Zeffirelli le diceva che non aveva una faccia da cinema.
«Diceva che dovevo fare teatro. Con lui recitai in Maria Stuarda. Poi Otello con Gassman, Amleto con Lavia, l’esordio con Strehler. Ma ho girato 121 film e non ho mai vinto un David di Donatello, ho avuto solo una candidatura da adulto per Muccino. Ora sono un fuori quota, ho un’esperienza tale che chi se ne frega. La mia forza, lo so che per i 100 autori è una bestemmia, è il pubblico. Il mio film su Giovanni XXIII ebbe 14 milioni e mezzo di spettatori, batté Padre Pio, l’ho fatto per compensare tutti gli str... fatti prima, a cominciare dal bieco sottosegretario di Compagni di scuola di Verdone».
Ma da Maria Stuarda e Francesco Rosi e Lizzani ai film di Natale...

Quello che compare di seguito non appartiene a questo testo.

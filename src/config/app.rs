//! Application configuration loading from config.toml
//!
//! Every table and key is optional. A missing file means "use the built-in defaults"; a file
//! that exists but cannot be read, parsed or validated stops the service from starting.

use crate::{
    config::server::{ServerConfig, port_from_env},
    core::flat_budget::FlatBudgetDefaults,
    errors::{Error, Result},
};
use serde::Deserialize;
use std::path::{Path, PathBuf};
use tracing::{debug, info};

/// Environment variable pointing at an alternative config file.
pub const CONFIG_PATH_ENV_VAR: &str = "ENVELOPE_API_CONFIG";

/// Config file used when [`CONFIG_PATH_ENV_VAR`] is unset.
pub const DEFAULT_CONFIG_PATH: &str = "config.toml";

/// Configuration structure representing the entire config.toml file
#[derive(Clone, Debug, Default, PartialEq, Deserialize)]
#[serde(default)]
pub struct AppConfig {
    /// Listener settings
    pub server: ServerConfig,
    /// Defaults for the flat budget summary
    pub flat_budget: FlatBudgetDefaults,
}

/// Parses and validates configuration from TOML text.
///
/// # Errors
/// Returns an error if:
/// - The TOML syntax is invalid or a value has the wrong type
/// - The flat budget defaults contain a negative or non-finite amount
pub fn parse_config(contents: &str) -> Result<AppConfig> {
    let config: AppConfig = toml::from_str(contents).map_err(|e| Error::Config {
        message: format!("Failed to parse config.toml: {e}"),
    })?;
    config.flat_budget.validate().map_err(|e| Error::Config {
        message: format!("Invalid [flat_budget] defaults: {e}"),
    })?;
    Ok(config)
}

/// Loads configuration from a TOML file
///
/// # Errors
/// Returns an error if the file cannot be read or [`parse_config`] rejects it.
pub fn load_config<P: AsRef<Path>>(path: P) -> Result<AppConfig> {
    let path_ref = path.as_ref();
    debug!("Attempting to load configuration from: {:?}", path_ref);
    let contents = std::fs::read_to_string(path_ref).map_err(|e| Error::Config {
        message: format!("Failed to read config file {path_ref:?}: {e}"),
    })?;
    parse_config(&contents)
}

/// Loads configuration from `path`, falling back to defaults when the file does not exist.
pub fn load_config_or_default<P: AsRef<Path>>(path: P) -> Result<AppConfig> {
    let path_ref = path.as_ref();
    if path_ref.exists() {
        load_config(path_ref)
    } else {
        info!(
            "No configuration file at {:?}; using built-in defaults.",
            path_ref
        );
        Ok(AppConfig::default())
    }
}

/// Loads the service configuration the way the binary does at startup.
///
/// The file path comes from [`CONFIG_PATH_ENV_VAR`] (default [`DEFAULT_CONFIG_PATH`]), and the
/// `PORT` environment variable overrides the configured port.
pub fn load_app_configuration() -> Result<AppConfig> {
    let path = std::env::var(CONFIG_PATH_ENV_VAR)
        .map_or_else(|_| PathBuf::from(DEFAULT_CONFIG_PATH), PathBuf::from);

    let mut config = load_config_or_default(&path)?;
    config.server = config
        .server
        .with_port_override(port_from_env().as_deref())?;

    info!(
        "Configuration loaded: listening on {}, {} default expense categories.",
        config.server.bind_address(),
        config.flat_budget.expenses.len()
    );
    Ok(config)
}

#[cfg(test)]
mod tests {
    #![allow(clippy::unwrap_used)]
    #![allow(clippy::float_cmp)]
    use super::*;

    #[test]
    fn test_parse_full_config() {
        let toml_str = r#"
            [server]
            host = "127.0.0.1"
            port = 8081

            [flat_budget]
            allowance = 1200.0

            [flat_budget.expenses]
            rent = 800.0
            food = 500.0
        "#;

        let config = parse_config(toml_str).unwrap();
        assert_eq!(config.server.bind_address(), "127.0.0.1:8081");
        assert_eq!(config.flat_budget.allowance, 1200.0);
        assert_eq!(config.flat_budget.expenses.len(), 2);
        assert_eq!(config.flat_budget.expenses["rent"], 800.0);
        assert!(config.flat_budget.summary().remaining < 0.0);
    }

    #[test]
    fn test_parse_empty_config_uses_defaults() {
        let config = parse_config("").unwrap();
        assert_eq!(config, AppConfig::default());
        assert_eq!(config.server.port, 3000);
        assert_eq!(config.flat_budget.allowance, 1650.0);
    }

    #[test]
    fn test_parse_rejects_negative_defaults() {
        let toml_str = r"
            [flat_budget]
            allowance = -10.0
        ";
        assert!(matches!(parse_config(toml_str), Err(Error::Config { .. })));

        let toml_str = r"
            [flat_budget.expenses]
            groceries = -1.0
        ";
        assert!(matches!(parse_config(toml_str), Err(Error::Config { .. })));
    }

    #[test]
    fn test_parse_rejects_bad_types() {
        let toml_str = r#"
            [server]
            port = "eighty"
        "#;
        assert!(matches!(parse_config(toml_str), Err(Error::Config { .. })));
    }

    #[test]
    fn test_missing_file_falls_back_to_defaults() {
        let config = load_config_or_default("definitely/not/here/config.toml").unwrap();
        assert_eq!(config, AppConfig::default());

        let result = load_config("definitely/not/here/config.toml");
        assert!(matches!(result, Err(Error::Config { .. })));
    }

    #[test]
    fn test_shipped_config_file_parses() {
        let path = Path::new(env!("CARGO_MANIFEST_DIR")).join(DEFAULT_CONFIG_PATH);
        let config = load_config(path).unwrap();
        assert_eq!(config.flat_budget, FlatBudgetDefaults::default());
    }
}
use dotenvy::dotenv;
use envelope_api::{
    api::{self, AppState},
    config,
    errors::Result,
};
use tracing::{error, info};
use tracing_subscriber::EnvFilter;

#[tokio::main(flavor = "current_thread")]
async fn main() -> Result<()> {
    // 1. Initialize tracing (as early as possible)
    tracing_subscriber::fmt()
        .with_env_filter(
            EnvFilter::try_from_default_env().unwrap_or_else(|_| EnvFilter::new("info")),
        )
        .init();

    // 2. Load .env file; env vars can also be set externally
    dotenv().ok();

    // 3. Load the application configuration
    let app_config = config::load_app_configuration()
        .inspect_err(|e| error!("Failed to load configuration: {}", e))?;

    // 4. Build the router around a fresh, empty ledger
    let app = api::router(AppState::new(app_config.flat_budget));

    // 5. Serve until Ctrl-C
    let address = app_config.server.bind_address();
    let listener = tokio::net::TcpListener::bind(&address)
        .await
        .inspect_err(|e| error!("Failed to bind {}: {}", address, e))?;
    info!("API running on {}", listener.local_addr()?);

    axum::serve(listener, app)
        .with_graceful_shutdown(shutdown_signal())
        .await?;

    info!("Server stopped.");
    Ok(())
}

async fn shutdown_signal() {
    if let Err(e) = tokio::signal::ctrl_c().await {
        error!("Failed to listen for shutdown signal: {}", e);
        // Without a signal handler, keep serving until the process is killed
        std::future::pending::<()>().await;
    }
    info!("Shutdown signal received, finishing in-flight requests.");
}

«Senza paragoni, se De Niro fa Taxi Driver e poi in una commedia si fa una puntura sul pene non c’è problema. Se lo faccio io finisce il mondo. A 17 anni incontrai il grande Gillo Pontecorvo alla Festa dell’Unità, una settimana dopo lo ritrovai per uno spot dei Baci Perugina. La gente per strada mi chiede perché ho smesso con i Natali a Rio. Quello è il mio premio, il mio David».
A proposito di divi americani, è vero che fu arrestato con Sean Penn?
«Nel 1998 giravamo insieme a Firenze Una notte per decidere. La sera al ristorante sbucarono i paparazzi, lui inveì, io andai a parlarci ma quelli tornarono, ci fu una rissa. Mi ritrovai in mezzo. La polizia ci portò al commissariato. Al comandante, che non conosceva Sean Penn, dissi che era il marito di Madonna, quello non capì e peggiorai la situazione. Per fortuna arrivò un giovane appuntato che riconobbe Sean Penn e la vicenda finì con un selfie».
Perché al cinema fisicamente dicevano che non andava bene?
«C’è stata una propensione non benevola. Col mio fisico da ex pallanuotista, fisicamente davo fastidio a una certa sinistra, non rappresentavo I dolori del giovane Werther. All’interno di un sistema di circoletti ero visto come una specie di bellone da strapazzo. Qual era la mia colpa?».
Se non parliamo di Pupi Avati ci viene sotto casa.
«Io sono un conduttore tv molto famoso, una star che viene arrestata per problemi finanziari. Dico subito che Enzo Tortora non c’entra nulla. Nel film vengo da una famiglia umile. Ai domiciliari, torno a Jesolo, e al cinismo crudo rinuncio solo alla fine. Capisco la vita attraverso la lezione che la vita mi dà. Cerco la prima moglie, Isabella Ferrari; ritrovo la zia con cui sono cresciuto che è Lina Sastri. Giuliana De Sio è una conduttrice del pomeriggio, Jerry Calà è l’ospite in tv, Sebastiano Somma l’amico del cuore, Bruno Vespa fa se stesso».
I divi sono quelli della tv o del cinema?
«Scherziamo, sono in tv. Il cinema italiano, tranne le eccezioni, continua a non avere mercato internazionale. Si recita per un quarto d’ora di celebrità sul tappeto rosso di Venezia. Ma io non mi lamento, la gente mi vuole bene e ho quattro figli stupendi con cui avrei voluto passare più tempo insieme».